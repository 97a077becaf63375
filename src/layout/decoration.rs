//! # Page Decoration
//!
//! Running headers, footers, rules and page numbers are not content: they
//! never take part in flow. Once the engine has fixed a page's content it
//! calls back into a [`PageDecorator`] with the page's [`PageContext`], and
//! whatever the callback draws on the [`Canvas`] is merged into the page,
//! beneath or above the content.
//!
//! The first page and the later pages get separate hooks so a cover page can
//! stay bare.

use serde::Serialize;

use super::DrawCommand;
use crate::font::{SpanStyle, TextMeasurer};
use crate::model::{Edges, PageSize};
use crate::style::{Color, Style};

/// Read-only facts about the page being decorated.
#[derive(Debug, Clone, Copy, Serialize)]
#[serde(rename_all = "camelCase")]
pub struct PageContext {
    /// 1-based.
    pub page_number: usize,
    pub page_size: PageSize,
    pub margins: Edges,
}

impl PageContext {
    pub fn width(&self) -> f64 {
        self.page_size.dimensions().0
    }

    pub fn height(&self) -> f64 {
        self.page_size.dimensions().1
    }
}

/// Which hook a page is decorated by.
#[derive(Debug, Clone, Copy, PartialEq, Eq)]
pub enum PageKind {
    First,
    Later,
}

/// Where furniture goes relative to the page's content.
#[derive(Debug, Clone, Copy, Default, PartialEq, Eq)]
pub enum DecorationLayer {
    #[default]
    Below,
    Above,
}

/// Per-page furniture callbacks. Each finalized page gets exactly one call:
/// page 1 goes to `on_first_page`, every other page to `on_later_pages`.
pub trait PageDecorator {
    fn on_first_page(&mut self, _page: &PageContext, _canvas: &mut Canvas<'_>) {}

    fn on_later_pages(&mut self, _page: &PageContext, _canvas: &mut Canvas<'_>) {}

    fn layer(&self, _kind: PageKind) -> DecorationLayer {
        DecorationLayer::Below
    }
}

/// Draws nothing on any page.
#[derive(Debug, Clone, Copy, Default)]
pub struct NoDecoration;

impl PageDecorator for NoDecoration {}

/// A [`PageDecorator`] built from two closures.
pub struct Decorations<F, L> {
    first: F,
    later: L,
    layers: [DecorationLayer; 2],
}

impl<F, L> Decorations<F, L>
where
    F: FnMut(&PageContext, &mut Canvas<'_>),
    L: FnMut(&PageContext, &mut Canvas<'_>),
{
    pub fn new(first: F, later: L) -> Self {
        Self {
            first,
            later,
            layers: [DecorationLayer::Below; 2],
        }
    }

    pub fn with_layer(mut self, kind: PageKind, layer: DecorationLayer) -> Self {
        self.layers[kind as usize] = layer;
        self
    }
}

/// Leave the first page (a cover) undecorated.
pub fn cover_page(_page: &PageContext, _canvas: &mut Canvas<'_>) {}

impl<F, L> PageDecorator for Decorations<F, L>
where
    F: FnMut(&PageContext, &mut Canvas<'_>),
    L: FnMut(&PageContext, &mut Canvas<'_>),
{
    fn on_first_page(&mut self, page: &PageContext, canvas: &mut Canvas<'_>) {
        (self.first)(page, canvas)
    }

    fn on_later_pages(&mut self, page: &PageContext, canvas: &mut Canvas<'_>) {
        (self.later)(page, canvas)
    }

    fn layer(&self, kind: PageKind) -> DecorationLayer {
        self.layers[kind as usize]
    }
}

/// Drawing surface handed to decoration callbacks.
///
/// Coordinates are page coordinates: origin at the top-left corner, y
/// growing downward, text positioned by its baseline. Text is drawn in the
/// fill color, lines in the stroke color.
pub struct Canvas<'a> {
    measurer: &'a dyn TextMeasurer,
    commands: Vec<DrawCommand>,
    stroke_color: Color,
    fill_color: Color,
    line_width: f64,
    font: SpanStyle,
}

impl<'a> Canvas<'a> {
    pub(crate) fn new(measurer: &'a dyn TextMeasurer) -> Self {
        Self {
            measurer,
            commands: Vec::new(),
            stroke_color: Color::BLACK,
            fill_color: Color::BLACK,
            line_width: 1.0,
            font: SpanStyle::from_style(&Style::default()),
        }
    }

    pub fn set_stroke_color(&mut self, color: Color) {
        self.stroke_color = color;
    }

    pub fn set_fill_color(&mut self, color: Color) {
        self.fill_color = color;
    }

    pub fn set_line_width(&mut self, width: f64) {
        self.line_width = width;
    }

    /// Select the font for subsequent strings. Weight and slant follow the
    /// usual `-Bold` / `-Oblique` / `-Italic` name suffixes.
    pub fn set_font(&mut self, font: &str, size: f64) {
        self.font = SpanStyle {
            font: font.to_string(),
            size,
            bold: font.contains("Bold"),
            italic: font.contains("Oblique") || font.contains("Italic"),
            color: self.fill_color,
        };
    }

    pub fn line(&mut self, x1: f64, y1: f64, x2: f64, y2: f64) {
        self.commands.push(DrawCommand::Line {
            x1,
            y1,
            x2,
            y2,
            width: self.line_width,
            color: self.stroke_color,
        });
    }

    pub fn fill_rect(&mut self, x: f64, y: f64, width: f64, height: f64) {
        self.commands.push(DrawCommand::FillRect {
            x,
            y,
            width,
            height,
            color: self.fill_color,
        });
    }

    /// Width of `text` in the current font.
    pub fn string_width(&self, text: &str) -> f64 {
        let width = self.measurer.measure(text, &self.font).width;
        if width.is_finite() && width >= 0.0 {
            width
        } else {
            log::warn!("measurer returned width {width} for decoration text {text:?}");
            0.0
        }
    }

    /// Draw `text` starting at `x`.
    pub fn draw_string(&mut self, x: f64, y: f64, text: &str) {
        let style = SpanStyle {
            color: self.fill_color,
            ..self.font.clone()
        };
        self.commands.push(DrawCommand::Text {
            x,
            y,
            text: text.to_string(),
            style,
        });
    }

    /// Draw `text` centered on `x`.
    pub fn draw_centred_string(&mut self, x: f64, y: f64, text: &str) {
        let width = self.string_width(text);
        self.draw_string(x - width / 2.0, y, text);
    }

    /// Draw `text` ending at `x`.
    pub fn draw_right_string(&mut self, x: f64, y: f64, text: &str) {
        let width = self.string_width(text);
        self.draw_string(x - width, y, text);
    }

    pub fn commands(&self) -> &[DrawCommand] {
        &self.commands
    }

    pub(crate) fn into_commands(self) -> Vec<DrawCommand> {
        self.commands
    }
}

**Task details:** If a line in the material contains the word "furniture", copy that line.

**Response to the task:**
/// Where furniture goes relative to the page's content.
/// Per-page furniture callbacks. Each finalized page gets exactly one call:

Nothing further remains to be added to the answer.